Wherever "each" appears in a line of the records below, count that line, and report only the number.

- - - - - - -

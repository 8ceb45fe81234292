//! Core types for the pupilcourse pipeline
//!
//! This module defines the data structures that flow through each stage of the
//! pipeline: raw samples, labeled samples, time buckets, scored rows, and the
//! per-trial summary records.

use serde::{Deserialize, Serialize};
use std::fmt;

/// Stimulus-object tag as recorded by the eye tracker.
///
/// Only these six tags participate in processing; anything else in the raw
/// `CurrentObject` field is excluded from labeling and analysis.
#[derive(Debug, Clone, Copy, PartialEq, Eq, Hash, Serialize, Deserialize)]
#[serde(rename_all = "lowercase")]
pub enum StimulusTag {
    Fixation,
    FirstItem,
    SecondItem,
    ThirdItem,
    FourthItem,
    Feedback,
}

impl StimulusTag {
    /// Parse a raw tag case-insensitively.
    ///
    /// The third item is spelled `thirditems` (plural) in the recordings.
    pub fn parse(raw: &str) -> Option<Self> {
        match raw.to_lowercase().as_str() {
            "fixation" => Some(StimulusTag::Fixation),
            "firstitem" => Some(StimulusTag::FirstItem),
            "seconditem" => Some(StimulusTag::SecondItem),
            "thirditems" => Some(StimulusTag::ThirdItem),
            "fourthitem" => Some(StimulusTag::FourthItem),
            "feedback" => Some(StimulusTag::Feedback),
            _ => None,
        }
    }

    /// Item position (1-4) for the item tags, `None` for fixation/feedback.
    pub fn item_index(&self) -> Option<u8> {
        match self {
            StimulusTag::FirstItem => Some(1),
            StimulusTag::SecondItem => Some(2),
            StimulusTag::ThirdItem => Some(3),
            StimulusTag::FourthItem => Some(4),
            _ => None,
        }
    }

    pub fn as_str(&self) -> &'static str {
        match self {
            StimulusTag::Fixation => "fixation",
            StimulusTag::FirstItem => "firstitem",
            StimulusTag::SecondItem => "seconditem",
            StimulusTag::ThirdItem => "thirditems",
            StimulusTag::FourthItem => "fourthitem",
            StimulusTag::Feedback => "feedback",
        }
    }
}

/// Semantic experimental window assigned to a sample.
///
/// Labels are derived from the stimulus tag plus elapsed time since the tag's
/// first appearance, not from the tag alone: a `firstitem` sample may sit in
/// `item1` (first 1000 ms) or `fix1` (1000-1500 ms). The fourth object's tail
/// past 1500 ms is the terminal `response` window.
#[derive(Debug, Clone, Copy, PartialEq, Eq, Hash, Serialize, Deserialize)]
#[serde(rename_all = "snake_case")]
pub enum WindowLabel {
    Item(u8),
    Fix(u8),
    Response,
}

impl WindowLabel {
    /// Item position this window belongs to; `Response` is positionally
    /// part of the fourth object.
    pub fn item_index(&self) -> u8 {
        match self {
            WindowLabel::Item(n) | WindowLabel::Fix(n) => *n,
            WindowLabel::Response => 4,
        }
    }

    pub fn is_fix(&self) -> bool {
        matches!(self, WindowLabel::Fix(_))
    }
}

impl fmt::Display for WindowLabel {
    fn fmt(&self, f: &mut fmt::Formatter<'_>) -> fmt::Result {
        match self {
            WindowLabel::Item(n) => write!(f, "item{}", n),
            WindowLabel::Fix(n) => write!(f, "fix{}", n),
            WindowLabel::Response => write!(f, "response"),
        }
    }
}

/// One raw instrument reading.
///
/// Validity is carried as a tagged state: `pupil` is `None` when neither eye
/// produced usable data, never a numeric sentinel. Trial-constant metadata
/// (subject, accuracy, RT, condition flags) rides along on every sample and
/// is read off the first row of each trial when summaries are built.
#[derive(Debug, Clone, Default, Serialize, Deserialize)]
pub struct Sample {
    pub subject: String,
    pub trial_id: i64,
    /// Raw instrument timestamp in milliseconds, monotonic within a trial.
    pub timestamp_ms: f64,
    pub tag: Option<StimulusTag>,
    pub validity_left: i64,
    pub validity_right: i64,
    pub diameter_left: f64,
    pub diameter_right: f64,
    pub accuracy: i64,
    pub reaction_time_ms: i64,
    pub category: String,
    pub set_condition: String,
    pub phase: String,
    pub position_false_shape: String,
    /// Validated pupil diameter, `None` when no eye had valid data.
    pub pupil: Option<f64>,
    /// Original CSV fields, retained for column pass-through on output.
    #[serde(default)]
    pub raw: Vec<String>,
}

/// A sample with its assigned experimental window.
///
/// Fixation, feedback and unknown-tag samples never become labeled samples;
/// they are dropped between labeling and bucketing.
#[derive(Debug, Clone)]
pub struct LabeledSample {
    pub sample: Sample,
    pub window: WindowLabel,
}

/// One time-grid-aligned aggregation unit within a trial/window.
///
/// Produced by merging a contiguous run of labeled samples sharing
/// `(trial, window, tag, normalized_time_ms)`. The representative `sample`
/// is the first member of the run.
#[derive(Debug, Clone)]
pub struct BucketRow {
    pub sample: Sample,
    pub window: WindowLabel,
    /// Elapsed time from trial start, rounded onto the bucket grid.
    pub normalized_time_ms: i64,
    /// Mean validated pupil value of the run's contributing members.
    pub pupil_avg: Option<f64>,
    /// Trailing rolling mean, populated only in rolling mode.
    pub pupil_roll: Option<f64>,
    /// Number of samples merged into this bucket.
    pub member_count: u32,
}

/// A bucket row annotated with baseline-relative response metrics.
#[derive(Debug, Clone)]
pub struct ScoredRow {
    pub row: BucketRow,
    /// Trial-level (item1 window) baseline average, copied onto every row.
    pub trial_baseline: Option<f64>,
    /// Task-evoked pupil response: value minus the trial baseline.
    pub tepr: Option<f64>,
    /// Value minus the trial's fix1 baseline.
    pub tepr_fix: Option<f64>,
    /// Item-evoked pupil response: value minus the preceding fixation
    /// baseline (same-item fixation as fallback).
    pub iepr: Option<f64>,
}

/// Accumulate-then-finalize scalar aggregate.
///
/// The average is undefined (reported as `NA`) while `count` is zero.
#[derive(Debug, Clone, Copy, Default, PartialEq, Serialize, Deserialize)]
pub struct BaselineAccum {
    pub count: u32,
    pub total: f64,
}

impl BaselineAccum {
    pub fn add(&mut self, value: f64) {
        self.count += 1;
        self.total += value;
    }

    pub fn avg(&self) -> Option<f64> {
        if self.count == 0 {
            None
        } else {
            Some(self.total / self.count as f64)
        }
    }
}

/// Running per-window interval aggregate: time extent plus value accumulator.
#[derive(Debug, Clone, Default, Serialize, Deserialize)]
pub struct WindowStat {
    pub start: f64,
    pub end: f64,
    pub accum: BaselineAccum,
}

/// One record per trial: identity and condition fields copied verbatim from
/// the trial's first row, plus the finalized fixation averages.
#[derive(Debug, Clone, Serialize, Deserialize)]
pub struct TrialSummary {
    pub subject: String,
    pub trial_id: i64,
    pub accuracy: i64,
    pub reaction_time_ms: i64,
    pub category: String,
    pub set_condition: String,
    pub position_false_shape: String,
    /// Average pupil value per fixation window (`fix1`..`fix4`).
    pub fix_pupil_avg: [Option<f64>; 4],
    /// Pooled fix2+fix3 average: combined totals over combined counts.
    pub fix2_fix3_avg: Option<f64>,
}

- - - - - - -

**Problem solution:** 2